Ook in de Eucharistievieringen met kinderen bevordere men de verscheidenheid van taken, zodat de viering een gemeenschapskarakter vertoont Vgl. 2e Vaticaans Concilie, Constitutie, Over de heilige liturgie, Sacrosanctum Concilium (4 dec 1963), 28; men make bv. gebruik van lectoren en zangers, hetzij uit de kinderen, hetzij uit de volwassenen. Door de verscheidenheid van stemmen zal zo de verveling vermeden worden.
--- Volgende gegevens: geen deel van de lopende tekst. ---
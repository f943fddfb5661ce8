use image::{Rgba, RgbaImage, imageops};

/// RGBA samples per pixel.
pub const BYTES_PER_PIXEL: usize = 4;

// ============================================================================
// SELECTION SYSTEM
// ============================================================================

/// A rectangle in surface coordinates as produced by a pointer drag.
///
/// Width and height may be negative while the drag is live; call
/// [`SelectionRect::normalized`] to get a top-left anchored rectangle.
#[derive(Clone, Copy, Debug, Default, PartialEq, Eq)]
pub struct SelectionRect {
    pub x: i32,
    pub y: i32,
    pub width: i32,
    pub height: i32,
}

impl SelectionRect {
    pub fn new(x: i32, y: i32, width: i32, height: i32) -> Self {
        Self { x, y, width, height }
    }

    /// Rectangle spanned by a drag from the anchor `(sx, sy)` to the current
    /// pointer position `(cx, cy)`.
    pub fn from_drag(sx: i32, sy: i32, cx: i32, cy: i32) -> Self {
        Self::new(sx, sy, cx.saturating_sub(sx), cy.saturating_sub(sy))
    }

    /// Flip negative extents so the rectangle is anchored at its top-left
    /// corner with non-negative width and height.
    pub fn normalized(self) -> Self {
        let mut r = self;
        if r.width < 0 {
            r.x = r.x.saturating_add(r.width);
            r.width = r.width.saturating_neg();
        }
        if r.height < 0 {
            r.y = r.y.saturating_add(r.height);
            r.height = r.height.saturating_neg();
        }
        r
    }

    pub fn is_normalized(&self) -> bool {
        self.width >= 0 && self.height >= 0
    }

    pub fn is_empty(&self) -> bool {
        self.width == 0 || self.height == 0
    }

    /// Normalize, then intersect with a `surface_w × surface_h` surface.
    /// Returns `None` when no pixel of the surface remains selected.
    pub fn clamp_to(&self, surface_w: u32, surface_h: u32) -> Option<PixelRect> {
        let r = self.normalized();
        let x0 = (r.x as i64).max(0);
        let y0 = (r.y as i64).max(0);
        let x1 = (r.x as i64 + r.width as i64).min(surface_w as i64);
        let y1 = (r.y as i64 + r.height as i64).min(surface_h as i64);
        if x1 <= x0 || y1 <= y0 {
            return None;
        }
        Some(PixelRect {
            x: x0 as u32,
            y: y0 as u32,
            width: (x1 - x0) as u32,
            height: (y1 - y0) as u32,
        })
    }
}

/// A non-empty rectangle of surface pixels, already clamped to the surface.
#[derive(Clone, Copy, Debug, PartialEq, Eq)]
pub struct PixelRect {
    pub x: u32,
    pub y: u32,
    pub width: u32,
    pub height: u32,
}

impl PixelRect {
    pub fn pixel_count(&self) -> usize {
        self.width as usize * self.height as usize
    }
}

/// Turns pointer down / move / up events into a selection rectangle.
#[derive(Clone, Debug, Default)]
pub struct SelectionTracker {
    anchor: Option<(i32, i32)>,
    live: Option<SelectionRect>,
}

impl SelectionTracker {
    /// Pointer pressed: record the anchor and publish an empty rectangle there.
    pub fn begin(&mut self, x: i32, y: i32) -> SelectionRect {
        let rect = SelectionRect::new(x, y, 0, 0);
        self.anchor = Some((x, y));
        self.live = Some(rect);
        rect
    }

    /// Pointer moved. Returns the live (possibly negative-sized) rectangle,
    /// or `None` when no drag is in progress.
    pub fn update(&mut self, x: i32, y: i32) -> Option<SelectionRect> {
        let (sx, sy) = self.anchor?;
        let rect = SelectionRect::from_drag(sx, sy, x, y);
        self.live = Some(rect);
        Some(rect)
    }

    /// Pointer released. Ends the drag and returns the normalized rectangle.
    pub fn finish(&mut self) -> Option<SelectionRect> {
        self.anchor.take()?;
        self.live.take().map(SelectionRect::normalized)
    }

    pub fn is_dragging(&self) -> bool {
        self.anchor.is_some()
    }

    pub fn cancel(&mut self) {
        self.anchor = None;
        self.live = None;
    }
}

// ============================================================================
// PIXEL REGION
// ============================================================================

/// A copy of the RGBA samples inside a rectangle of the surface.
#[derive(Clone, Debug, PartialEq, Eq)]
pub struct PixelRegion {
    width: u32,
    height: u32,
    data: Vec<u8>,
}

impl PixelRegion {
    /// Region filled with a single colour.
    pub fn filled(width: u32, height: u32, color: Rgba<u8>) -> Self {
        let count = width as usize * height as usize;
        let mut data = Vec::with_capacity(count * BYTES_PER_PIXEL);
        for _ in 0..count {
            data.extend_from_slice(&color.0);
        }
        Self { width, height, data }
    }

    pub fn from_image(image: RgbaImage) -> Self {
        let (width, height) = image.dimensions();
        Self { width, height, data: image.into_raw() }
    }

    pub fn width(&self) -> u32 {
        self.width
    }

    pub fn height(&self) -> u32 {
        self.height
    }

    pub fn pixel_count(&self) -> usize {
        self.width as usize * self.height as usize
    }

    pub fn as_raw(&self) -> &[u8] {
        &self.data
    }

    pub fn as_raw_mut(&mut self) -> &mut [u8] {
        &mut self.data
    }

    /// Iterate pixels as `[r, g, b, a]` slices in row-major order.
    pub fn pixels(&self) -> impl Iterator<Item = &[u8]> {
        self.data.chunks_exact(BYTES_PER_PIXEL)
    }

    pub fn into_image(self) -> RgbaImage {
        let (w, h) = (self.width, self.height);
        RgbaImage::from_raw(w, h, self.data).unwrap_or_else(|| RgbaImage::new(w, h))
    }
}

// ============================================================================
// RASTER SURFACE
// ============================================================================

/// The working bitmap the user edits.
#[derive(Clone, Debug, PartialEq)]
pub struct RasterSurface {
    image: RgbaImage,
}

impl RasterSurface {
    /// Fully transparent surface.
    pub fn new(width: u32, height: u32) -> Self {
        Self { image: RgbaImage::new(width, height) }
    }

    pub fn from_image(image: RgbaImage) -> Self {
        Self { image }
    }

    /// Draw `src` scaled into a fresh `width × height` surface.
    pub fn scaled_from(src: &RgbaImage, width: u32, height: u32, filter: imageops::FilterType) -> Self {
        if src.dimensions() == (width, height) {
            return Self { image: src.clone() };
        }
        Self { image: imageops::resize(src, width, height, filter) }
    }

    pub fn width(&self) -> u32 {
        self.image.width()
    }

    pub fn height(&self) -> u32 {
        self.image.height()
    }

    pub fn dimensions(&self) -> (u32, u32) {
        self.image.dimensions()
    }

    pub fn as_image(&self) -> &RgbaImage {
        &self.image
    }

    pub fn as_image_mut(&mut self) -> &mut RgbaImage {
        &mut self.image
    }

    pub fn into_image(self) -> RgbaImage {
        self.image
    }

    /// Copy the samples inside `rect` out of the surface.
    /// Parts of `rect` beyond the surface edge are dropped.
    pub fn read_region(&self, rect: PixelRect) -> PixelRegion {
        let (sw, sh) = self.dimensions();
        let x0 = rect.x.min(sw);
        let y0 = rect.y.min(sh);
        let w = rect.width.min(sw - x0);
        let h = rect.height.min(sh - y0);

        let src = self.image.as_raw();
        let stride = sw as usize * BYTES_PER_PIXEL;
        let row_len = w as usize * BYTES_PER_PIXEL;
        let mut data = Vec::with_capacity(row_len * h as usize);
        for y in y0..y0 + h {
            let start = y as usize * stride + x0 as usize * BYTES_PER_PIXEL;
            data.extend_from_slice(&src[start..start + row_len]);
        }
        PixelRegion { width: w, height: h, data }
    }

    /// Write `region` back with its top-left corner at `(x, y)`, clipped to
    /// the surface.
    pub fn write_region(&mut self, region: &PixelRegion, x: u32, y: u32) {
        let (sw, sh) = self.dimensions();
        if x >= sw || y >= sh {
            return;
        }
        let w = region.width.min(sw - x) as usize;
        let h = region.height.min(sh - y) as usize;
        let stride = sw as usize * BYTES_PER_PIXEL;
        let src_stride = region.width as usize * BYTES_PER_PIXEL;
        let row_len = w * BYTES_PER_PIXEL;

        let dst: &mut [u8] = &mut self.image;
        for row in 0..h {
            let d = (y as usize + row) * stride + x as usize * BYTES_PER_PIXEL;
            let s = row * src_stride;
            dst[d..d + row_len].copy_from_slice(&region.data[s..s + row_len]);
        }
    }

    /// Copy of the surface with a rectangle outline stroked on top.
    /// The stroke is centred on the rectangle edge, as a canvas `stroke()` is.
    pub fn with_outline(&self, rect: SelectionRect, color: Rgba<u8>, line_width: u32) -> RgbaImage {
        let mut out = self.image.clone();
        let r = rect.normalized();
        let half = (line_width / 2) as i64;
        let lw = line_width.max(1) as i64;
        let (x0, y0) = (r.x as i64 - half, r.y as i64 - half);
        let (x1, y1) = (r.x as i64 + r.width as i64 - half, r.y as i64 + r.height as i64 - half);
        let outer_w = x1 - x0 + lw;
        let outer_h = y1 - y0 + lw;

        fill_rect(&mut out, x0, y0, outer_w, lw, color);
        fill_rect(&mut out, x0, y1, outer_w, lw, color);
        fill_rect(&mut out, x0, y0, lw, outer_h, color);
        fill_rect(&mut out, x1, y0, lw, outer_h, color);
        out
    }
}

/// Fill a rectangle on `img`, clipped to its bounds.
fn fill_rect(img: &mut RgbaImage, x: i64, y: i64, w: i64, h: i64, color: Rgba<u8>) {
    let (iw, ih) = (img.width() as i64, img.height() as i64);
    let xs = x.max(0);
    let ys = y.max(0);
    let xe = (x + w).min(iw);
    let ye = (y + h).min(ih);
    for py in ys..ye {
        for px in xs..xe {
            img.put_pixel(px as u32, py as u32, color);
        }
    }
}

#[cfg(test)]
mod tests {
    use super::*;

    fn gradient(w: u32, h: u32) -> RasterSurface {
        RasterSurface::from_image(RgbaImage::from_fn(w, h, |x, y| {
            Rgba([x as u8, y as u8, (x + y) as u8, 200])
        }))
    }

    #[test]
    fn drag_up_left_normalizes_to_top_left() {
        let r = SelectionRect::from_drag(50, 40, 10, 5).normalized();
        assert_eq!(r, SelectionRect::new(10, 5, 40, 35));
    }

    #[test]
    fn normalization_anchor_is_corner_minimum() {
        let points = [(0, 0), (7, 3), (-4, 12), (25, -6), (13, 13)];
        for &(sx, sy) in &points {
            for &(cx, cy) in &points {
                let r = SelectionRect::from_drag(sx, sy, cx, cy).normalized();
                assert!(r.is_normalized());
                assert_eq!((r.x, r.y), (sx.min(cx), sy.min(cy)));
                assert_eq!((r.width, r.height), ((cx - sx).abs(), (cy - sy).abs()));
            }
        }
    }

    #[test]
    fn clamp_trims_to_surface_edges() {
        let r = SelectionRect::new(-5, 90, 20, 30);
        let clamped = r.clamp_to(100, 100).unwrap();
        assert_eq!(clamped, PixelRect { x: 0, y: 90, width: 15, height: 10 });
    }

    #[test]
    fn clamp_rejects_zero_area_and_offsurface() {
        assert!(SelectionRect::new(10, 10, 0, 5).clamp_to(100, 100).is_none());
        assert!(SelectionRect::new(120, 10, 5, 5).clamp_to(100, 100).is_none());
        assert!(SelectionRect::new(-20, -20, 10, 10).clamp_to(100, 100).is_none());
    }

    #[test]
    fn tracker_ignores_moves_without_anchor() {
        let mut t = SelectionTracker::default();
        assert!(t.update(5, 5).is_none());
        assert!(t.finish().is_none());

        t.begin(10, 10);
        assert_eq!(t.update(4, 16), Some(SelectionRect::new(10, 10, -6, 6)));
        assert_eq!(t.finish(), Some(SelectionRect::new(4, 10, 6, 6)));
        assert!(!t.is_dragging());
    }

    #[test]
    fn read_then_write_region_is_lossless() {
        let mut surface = gradient(16, 12);
        let rect = PixelRect { x: 3, y: 2, width: 5, height: 4 };
        let region = surface.read_region(rect);
        assert_eq!(region.pixel_count(), 20);
        assert_eq!(&region.as_raw()[..4], &[3, 2, 5, 200]);

        let before = surface.clone();
        surface.write_region(&region, 3, 2);
        assert_eq!(surface, before);
    }

    #[test]
    fn write_region_clips_at_edges() {
        let mut surface = RasterSurface::new(4, 4);
        let white = PixelRegion::filled(3, 3, Rgba([255, 255, 255, 255]));
        surface.write_region(&white, 2, 2);
        assert_eq!(*surface.as_image().get_pixel(3, 3), Rgba([255, 255, 255, 255]));
        assert_eq!(*surface.as_image().get_pixel(1, 1), Rgba([0, 0, 0, 0]));
    }

    #[test]
    fn outline_leaves_surface_untouched() {
        let surface = RasterSurface::new(20, 20);
        let red = Rgba([255, 0, 0, 255]);
        let preview = surface.with_outline(SelectionRect::new(5, 5, 10, 10), red, 2);
        assert_eq!(*preview.get_pixel(5, 5), red);
        assert_eq!(*preview.get_pixel(10, 10), Rgba([0, 0, 0, 0]));
        assert_eq!(*surface.as_image().get_pixel(5, 5), Rgba([0, 0, 0, 0]));
    }
}
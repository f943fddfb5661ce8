// ============================================================================
// ADJUSTMENT OPERATIONS — per-pixel colour effects, whiteout and crop
// ============================================================================
//
// Every transform works on a PixelRegion copied out of the surface; the
// session writes the result back. Rows are processed in parallel via rayon.
// ============================================================================

use std::fmt;
use std::str::FromStr;

use image::Rgba;
use rayon::prelude::*;

use crate::canvas::{BYTES_PER_PIXEL, PixelRect, PixelRegion, RasterSurface};
use crate::error::EditError;

/// Colour used by delete.
pub const WHITEOUT: Rgba<u8> = Rgba([255, 255, 255, 255]);

/// Colour effects selectable by the user.
#[derive(Clone, Copy, Debug, PartialEq, Eq)]
pub enum Effect {
    Grayscale,
    Sepia,
    Invert,
}

impl Effect {
    pub fn name(&self) -> &'static str {
        match self {
            Effect::Grayscale => "grayscale",
            Effect::Sepia => "sepia",
            Effect::Invert => "invert",
        }
    }

    pub fn all() -> &'static [Effect] {
        &[Effect::Grayscale, Effect::Sepia, Effect::Invert]
    }
}

impl fmt::Display for Effect {
    fn fmt(&self, f: &mut fmt::Formatter<'_>) -> fmt::Result {
        f.write_str(self.name())
    }
}

impl FromStr for Effect {
    type Err = EditError;

    fn from_str(s: &str) -> Result<Self, Self::Err> {
        let wanted = s.trim().to_lowercase();
        Effect::all()
            .iter()
            .copied()
            .find(|e| e.name() == wanted)
            .ok_or_else(|| EditError::InvalidCommand(format!("unknown effect '{}'", s)))
    }
}

// ============================================================================
// HELPER: per-pixel transform over a region
// ============================================================================

/// Apply a per-pixel transform to every pixel of `region`.
/// `transform` receives (r, g, b, a) as f32 and returns (r, g, b, a) as f32;
/// results are rounded and saturated to 0..=255.
pub fn apply_pixel_transform<F>(region: &mut PixelRegion, transform: F)
where
    F: Fn(f32, f32, f32, f32) -> (f32, f32, f32, f32) + Sync,
{
    let stride = region.width() as usize * BYTES_PER_PIXEL;
    if stride == 0 {
        return;
    }

    region.as_raw_mut().par_chunks_mut(stride).for_each(|row| {
        for px in row.chunks_exact_mut(BYTES_PER_PIXEL) {
            let (nr, ng, nb, na) =
                transform(px[0] as f32, px[1] as f32, px[2] as f32, px[3] as f32);
            px[0] = nr.round().clamp(0.0, 255.0) as u8;
            px[1] = ng.round().clamp(0.0, 255.0) as u8;
            px[2] = nb.round().clamp(0.0, 255.0) as u8;
            px[3] = na.round().clamp(0.0, 255.0) as u8;
        }
    });
}

/// Run `effect` over the region in place.
pub fn apply_effect(region: &mut PixelRegion, effect: Effect) {
    match effect {
        Effect::Grayscale => grayscale(region),
        Effect::Sepia => sepia(region),
        Effect::Invert => invert_colors(region),
    }
}

/// Unweighted mean of R, G and B. Alpha is preserved.
pub fn grayscale(region: &mut PixelRegion) {
    apply_pixel_transform(region, |r, g, b, a| {
        let avg = (r + g + b) / 3.0;
        (avg, avg, avg, a)
    });
}

/// Apply a sepia tone effect, saturating at 255.
pub fn sepia(region: &mut PixelRegion) {
    apply_pixel_transform(region, |r, g, b, a| {
        let sr = 0.393 * r + 0.769 * g + 0.189 * b;
        let sg = 0.349 * r + 0.686 * g + 0.168 * b;
        let sb = 0.272 * r + 0.534 * g + 0.131 * b;
        (sr, sg, sb, a)
    });
}

/// Invert all color channels (R, G, B). Alpha is preserved.
pub fn invert_colors(region: &mut PixelRegion) {
    apply_pixel_transform(region, |r, g, b, a| (255.0 - r, 255.0 - g, 255.0 - b, a));
}

/// Set R, G and B of every pixel to white, leaving alpha untouched.
pub fn whiteout(region: &mut PixelRegion) {
    for px in region.as_raw_mut().chunks_exact_mut(BYTES_PER_PIXEL) {
        px[0] = WHITEOUT[0];
        px[1] = WHITEOUT[1];
        px[2] = WHITEOUT[2];
    }
}

// ============================================================================
// CROP
// ============================================================================

/// A new surface holding exactly the pixels inside `rect`.
pub fn crop_to_rect(surface: &RasterSurface, rect: PixelRect) -> RasterSurface {
    RasterSurface::from_image(surface.read_region(rect).into_image())
}
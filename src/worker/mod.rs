//! Worker-side counterparts of the managers.
//!
//! Each flavor is a `run_*` function driving a job trait:
//!
//! - `daemon`: [`DaemonJob`] behind a PULL socket
//! - `pipeline`: [`PipelineJob`] behind a filtered SUB socket
//! - `balanced`: [`BalancedJob`] behind a REQ socket to a broker
//!
//! `handshake` holds the startup rendezvous of pipeline workers.

pub mod balanced;
pub mod daemon;
pub mod handshake;
pub mod pipeline;

pub use balanced::{BalancedJob, BalancedPorts, run_balanced_worker};
pub use daemon::{DaemonJob, DaemonPorts, run_daemon_worker};
pub use pipeline::{Directive, PipelineJob, PipelinePorts, PipelineWorker, run_pipeline_worker};

use crate::error::Result;
use crate::ipc::protocol::{self, Command, Content, WorkerId, encode_payload};
use crate::ipc::socket;
use serde::Serialize;

/// A worker's PUSH connection to its manager's sink.
pub struct ResultSender {
    worker_id: WorkerId,
    socket: zmq::Socket,
}

impl ResultSender {
    pub fn connect(context: &zmq::Context, port: u16, worker_id: WorkerId) -> Result<Self> {
        Ok(Self {
            worker_id,
            socket: socket::connect_socket(context, zmq::PUSH, port)?,
        })
    }

    pub fn worker_id(&self) -> WorkerId {
        self.worker_id
    }

    /// Send one result to the sink.
    pub fn send_data<T: Serialize + ?Sized>(&self, data: &T) -> Result<()> {
        let payload = encode_payload(data)?;
        self.socket
            .send_multipart(protocol::addressed(self.worker_id, Content::Data(payload)), 0)?;
        Ok(())
    }

    /// Send a control token, such as the final STOPPED or FINISHED.
    pub fn send_command(&self, command: Command) -> Result<()> {
        self.socket.send_multipart(
            protocol::addressed(self.worker_id, Content::Command(command)),
            0,
        )?;
        Ok(())
    }
}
De beginselen voor een actieve en bewuste deelneming gelden in zekere zin nog veel meer voor de Eucharistievieringen met kinderen. Men zorge dus dat alles in het werk wordt gesteld om zulk een deelneming te vergroten en te versterken. Daarom moeten zoveel mogelijk kinderen bij de viering een bijzondere rol vervullen, bv.: de ruimte en het altaar in gereedheid brengen (vgl. nr. 29), als zanger optreden (vgl. nr. 24), de koorzang en de instrumentale muziek verzorgen (vgl. nr. 32), de lezingen voordragen (vgl. de nrs. 24 en 47), antwoorden tijdens de preek (vgl. nr. 48), de intenties van de voorbede zeggen, de gaven naar het altaar brengen en andere activiteiten van dien aard volgens de gebruiken van de verschillende volken. (vgl. nr. 34)
Soms kan de deelneming ook worden bevorderd door bepaalde toevoegingen, bv. het inlassen van motieven tot dankbaarheid voordat de priester de dialoog van de prefatie inzet.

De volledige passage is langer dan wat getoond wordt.